Frequently Asked Questions (Extended)

About this page

The main UBF FAQ at /about/faq answers the most common introductory questions: who we are, what we believe, how a Bible study works, where our chapters are. This extended FAQ goes further. It addresses questions that come up about UBF's history, leadership, marriage practice, campus outreach, family relationships, and how UBF has engaged with critical writing about us over the past several decades.

We have written this page in the tone we try to use in pastoral conversation: direct, specific where we can be, and honest about concerns that carry real weight. Where critical perspectives exist — and on some of these topics they do — we engage them rather than ignore them. Where we have made mistakes, we acknowledge them plainly; where a concern reflects a particular period, source, or individual experience, we note that context. Our aim is to present the relevant facts and let you weigh the evidence for yourself.

Historical context (read this first)

UBF was founded in 1961 in Gwangju, Korea by Samuel Lee and Sarah Barry. Its first generation operated inside the cultural assumptions of mid-20th-century Korean Christianity, which were hierarchical, vocationally intense, and strongly mission-oriented. As UBF chapters opened outside Korea — in North America from the 1970s, in Europe and Latin America from the 1980s, in Africa and the CIS region later — the Korean cultural style did not always translate. Some chapters in the 1980s and 1990s operated in ways that were experienced by members as overly directive, particularly around marriage discernment, outreach intensity, and the place of family relationships.

UBF as a global organization has changed in the intervening decades. We are not the same organization that we were in 1991. Our governance, our chapter-level pastoral practice, and our self-understanding have all evolved. We are an accredited member of the Evangelical Council for Financial Accountability (ECFA) since 2007. We continue to hold a standard evangelical 12-point Statement of Faith. We operate in roughly 96 countries with approximately 90 chapters today.

Several of the questions below concern events from our earlier years, and we answer them directly rather than leave them out.


Q1. Is UBF a legitimate, mainstream Christian church?

Background.

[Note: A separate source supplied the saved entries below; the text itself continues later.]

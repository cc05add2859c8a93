//! routegrid-stops — the route stop state machine.
//!
//! Drives a stop through PENDING → IN_PROGRESS → {COMPLETED, FAILED} (and
//! SKIPPED from the two non-terminal states) under the tenant's workflow
//! graph. Each accepted transition commits atomically with its history
//! entry and the order cascade.

pub mod engine;

pub use engine::{StopEngine, StopError, TransitionOutcome, TransitionRequest};
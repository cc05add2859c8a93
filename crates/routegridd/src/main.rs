//! routegridd — the Routegrid daemon.
//!
//! Single binary serving the plan confirmation and execution lifecycle
//! API over one redb state store:
//! - Plan validation and atomic confirmation
//! - Route stop transitions with tenant workflow graphs
//! - Driver reassignment (options / impact / apply)
//! - Plan metrics and cascading plan deletion
//!
//! # Usage
//!
//! ```text
//! routegridd serve --port 8080 --data-dir /var/lib/routegrid
//! ```

use std::net::SocketAddr;
use std::path::PathBuf;

use clap::{Parser, Subcommand};
use tracing::info;

#[derive(Parser)]
#[command(name = "routegridd", about = "Routegrid daemon")]
struct Cli {
    #[command(subcommand)]
    command: Command,
}

#[derive(Subcommand)]
enum Command {
    /// Run the API server.
    Serve {
        /// Port to listen on.
        #[arg(long, default_value = "8080")]
        port: u16,

        /// Data directory for persistent state.
        #[arg(long, default_value = "/var/lib/routegrid")]
        data_dir: PathBuf,
    },
}

#[tokio::main]
async fn main() -> anyhow::Result<()> {
    tracing_subscriber::fmt()
        .with_env_filter(
            tracing_subscriber::EnvFilter::try_from_default_env()
                .unwrap_or_else(|_| "info,routegridd=debug,routegrid=debug".parse().unwrap()),
        )
        .init();

    let cli = Cli::parse();

    match cli.command {
        Command::Serve { port, data_dir } => run_serve(port, data_dir).await,
    }
}

async fn run_serve(port: u16, data_dir: PathBuf) -> anyhow::Result<()> {
    info!("Routegrid daemon starting");

    std::fs::create_dir_all(&data_dir)?;
    let db_path = data_dir.join("routegrid.redb");

    let state = routegrid_state::StateStore::open(&db_path)?;
    info!(path = ?db_path, "state store opened");

    let router = routegrid_api::build_router(state);
    let addr = SocketAddr::from(([0, 0, 0, 0], port));

    info!(%addr, "API server starting");

    let listener = tokio::net::TcpListener::bind(addr).await?;

    let server = axum::serve(listener, router).with_graceful_shutdown(async {
        tokio::signal::ctrl_c()
            .await
            .expect("failed to install CTRL+C handler");
        info!("shutdown signal received");
    });

    server.await?;

    info!("Routegrid daemon stopped");
    Ok(())
}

Since the late 1980s, some Christian discernment organizations and some former members have characterized UBF as authoritarian, "high-demand", or spiritually unhealthy. Other observers — including the sociologist Rebecca Y. Kim (Pepperdine University, The Spirit Moves West: Korean Missionaries in America, Oxford University Press, 2015) and the Evangelical Council for Financial Accountability — have evaluated UBF as a legitimate evangelical organization.

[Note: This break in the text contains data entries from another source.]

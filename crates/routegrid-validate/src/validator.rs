//! Plan validator — pure read, classified issues.

use std::collections::{HashMap, HashSet};

use serde::{Deserialize, Serialize};
use tracing::debug;

use route_core::*;
use routegrid_state::{StateResult, StateStore};

/// Issue severity. ERRORs block confirmation; WARNINGs need an explicit
/// override from the caller.
#[derive(Debug, Clone, Copy, PartialEq, Eq, Serialize, Deserialize)]
#[serde(rename_all = "SCREAMING_SNAKE_CASE")]
pub enum Severity {
    Error,
    Warning,
}

/// Machine-readable issue classification.
#[derive(Debug, Clone, Copy, PartialEq, Eq, Serialize, Deserialize)]
#[serde(rename_all = "SCREAMING_SNAKE_CASE")]
pub enum IssueCode {
    DuplicateOrder,
    OrderMissing,
    OrderNotPending,
    VehicleMissing,
    DriverMissing,
    DriverUnavailable,
    CapacityExceeded,
    SkillMissing,
    TimeWindowViolations,
}

/// One validation finding.
#[derive(Debug, Clone, PartialEq, Serialize, Deserialize)]
#[serde(rename_all = "camelCase")]
pub struct ValidationIssue {
    pub severity: Severity,
    pub code: IssueCode,
    pub message: String,
    #[serde(skip_serializing_if = "Option::is_none")]
    pub order_id: Option<OrderId>,
    #[serde(skip_serializing_if = "Option::is_none")]
    pub vehicle_id: Option<VehicleId>,
    #[serde(skip_serializing_if = "Option::is_none")]
    pub route_id: Option<RouteId>,
}

/// The full validation outcome for one result.
#[derive(Debug, Clone, PartialEq, Serialize, Deserialize, Default)]
#[serde(rename_all = "camelCase")]
pub struct ValidationReport {
    pub issues: Vec<ValidationIssue>,
}

impl ValidationReport {
    /// Confirmation is possible iff no ERROR-severity issue exists.
    pub fn can_confirm(&self) -> bool {
        !self.issues.iter().any(|i| i.severity == Severity::Error)
    }

    pub fn has_warnings(&self) -> bool {
        self.issues.iter().any(|i| i.severity == Severity::Warning)
    }

    /// Warnings present and the caller did not override: the caller must
    /// decide, the engine never ignores them silently.
    pub fn requires_override(&self, override_warnings: bool) -> bool {
        self.has_warnings() && !override_warnings
    }
}

/// Read-only validator over the live state.
#[derive(Clone)]
pub struct PlanValidator {
    store: StateStore,
}

impl PlanValidator {
    pub fn new(store: StateStore) -> Self {
        Self { store }
    }

    /// Cross-check every referenced order, vehicle and driver.
    pub fn validate(
        &self,
        tenant: &str,
        result: &OptimizationResult,
    ) -> StateResult<ValidationReport> {
        let mut issues = Vec::new();

        // Duplicate orders across routes.
        let flattened = result.flattened_order_ids();
        let mut seen = HashSet::new();
        let mut reported = HashSet::new();
        for order_id in &flattened {
            if !seen.insert(order_id) && reported.insert(order_id) {
                issues.push(ValidationIssue {
                    severity: Severity::Error,
                    code: IssueCode::DuplicateOrder,
                    message: format!("order {order_id} appears in more than one stop"),
                    order_id: Some(order_id.clone()),
                    vehicle_id: None,
                    route_id: None,
                });
            }
        }

        // Order existence and status drift.
        let mut orders: HashMap<OrderId, Order> = HashMap::new();
        for order_id in seen {
            match self.store.get_order(tenant, order_id)? {
                Some(order) => {
                    if order.status != OrderStatus::Pending {
                        issues.push(ValidationIssue {
                            severity: Severity::Warning,
                            code: IssueCode::OrderNotPending,
                            message: format!(
                                "order {order_id} is {:?} and will be skipped",
                                order.status
                            ),
                            order_id: Some(order_id.clone()),
                            vehicle_id: None,
                            route_id: None,
                        });
                    }
                    orders.insert(order_id.clone(), order);
                }
                None => issues.push(ValidationIssue {
                    severity: Severity::Warning,
                    code: IssueCode::OrderMissing,
                    message: format!("order {order_id} no longer exists and will be skipped"),
                    order_id: Some(order_id.clone()),
                    vehicle_id: None,
                    route_id: None,
                }),
            }
        }

        // Per-route vehicle/driver checks.
        for route in &result.routes {
            let vehicle = self.store.get_vehicle(tenant, &route.vehicle_id)?;
            match &vehicle {
                Some(vehicle) => {
                    if route.total_weight > vehicle.max_weight
                        || route.total_volume > vehicle.max_volume
                    {
                        issues.push(ValidationIssue {
                            severity: Severity::Warning,
                            code: IssueCode::CapacityExceeded,
                            message: format!(
                                "route {} load {:.1}kg/{:.2}m3 exceeds vehicle capacity {:.1}kg/{:.2}m3",
                                route.route_id,
                                route.total_weight,
                                route.total_volume,
                                vehicle.max_weight,
                                vehicle.max_volume
                            ),
                            order_id: None,
                            vehicle_id: Some(route.vehicle_id.clone()),
                            route_id: Some(route.route_id.clone()),
                        });
                    }
                }
                None => issues.push(ValidationIssue {
                    severity: Severity::Error,
                    code: IssueCode::VehicleMissing,
                    message: format!("vehicle {} not found", route.vehicle_id),
                    order_id: None,
                    vehicle_id: Some(route.vehicle_id.clone()),
                    route_id: Some(route.route_id.clone()),
                }),
            }

            match self.store.get_driver(tenant, &route.driver_id)? {
                Some(driver) => {
                    if !driver.available {
                        issues.push(ValidationIssue {
                            severity: Severity::Warning,
                            code: IssueCode::DriverUnavailable,
                            message: format!("driver {} is marked unavailable", driver.id),
                            order_id: None,
                            vehicle_id: None,
                            route_id: Some(route.route_id.clone()),
                        });
                    }
                    // Required skills across the route's orders.
                    let mut missing: Vec<&str> = Vec::new();
                    for stop in &route.stops {
                        for order_id in stop.concrete_order_ids() {
                            if let Some(order) = orders.get(&order_id) {
                                for skill in &order.required_skills {
                                    if !driver.skills.contains(skill)
                                        && !missing.contains(&skill.as_str())
                                    {
                                        missing.push(skill);
                                    }
                                }
                            }
                        }
                    }
                    if !missing.is_empty() {
                        issues.push(ValidationIssue {
                            severity: Severity::Warning,
                            code: IssueCode::SkillMissing,
                            message: format!(
                                "driver {} lacks required skills: {}",
                                driver.id,
                                missing.join(", ")
                            ),
                            order_id: None,
                            vehicle_id: None,
                            route_id: Some(route.route_id.clone()),
                        });
                    }
                }
                None => issues.push(ValidationIssue {
                    severity: Severity::Error,
                    code: IssueCode::DriverMissing,
                    message: format!("driver {} not found", route.driver_id),
                    order_id: None,
                    vehicle_id: None,
                    route_id: Some(route.route_id.clone()),
                }),
            }

            if route.time_window_violations > 0 {
                issues.push(ValidationIssue {
                    severity: Severity::Warning,
                    code: IssueCode::TimeWindowViolations,
                    message: format!(
                        "route {} has {} time window violation(s)",
                        route.route_id, route.time_window_violations
                    ),
                    order_id: None,
                    vehicle_id: None,
                    route_id: Some(route.route_id.clone()),
                });
            }
        }

        debug!(
            %tenant,
            issues = issues.len(),
            errors = issues.iter().filter(|i| i.severity == Severity::Error).count(),
            "plan validated"
        );
        Ok(ValidationReport { issues })
    }
}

UBF's response. We hold a 12-point Statement of Faith consistent with classical evangelical theology: the Trinity, the authority and inspiration of Scripture, Christ's substitutionary atonement, salvation by grace through faith, the work of the Holy Spirit, and Christ's future return. The full Statement is at ubf.org/about/statement-of-faith.

We are an accredited member of the Evangelical Council for Financial Accountability (ECFA), which requires annual financial and governance review for continued membership. We have been an ECFA member in good standing since October 2007.

We have been characterized by some former members as "high-demand" or "rigid," particularly regarding our practices in the 1980s and 1990s. While the early-generation Korean cultural style produced hierarchical patterns in some chapters, we have since the 1980s worked to translate our mission into leadership structures suited to each culture, and our chapter-level practices today reflect that work. Our commitment to one-to-one Bible study and discipleship has remained constant throughout.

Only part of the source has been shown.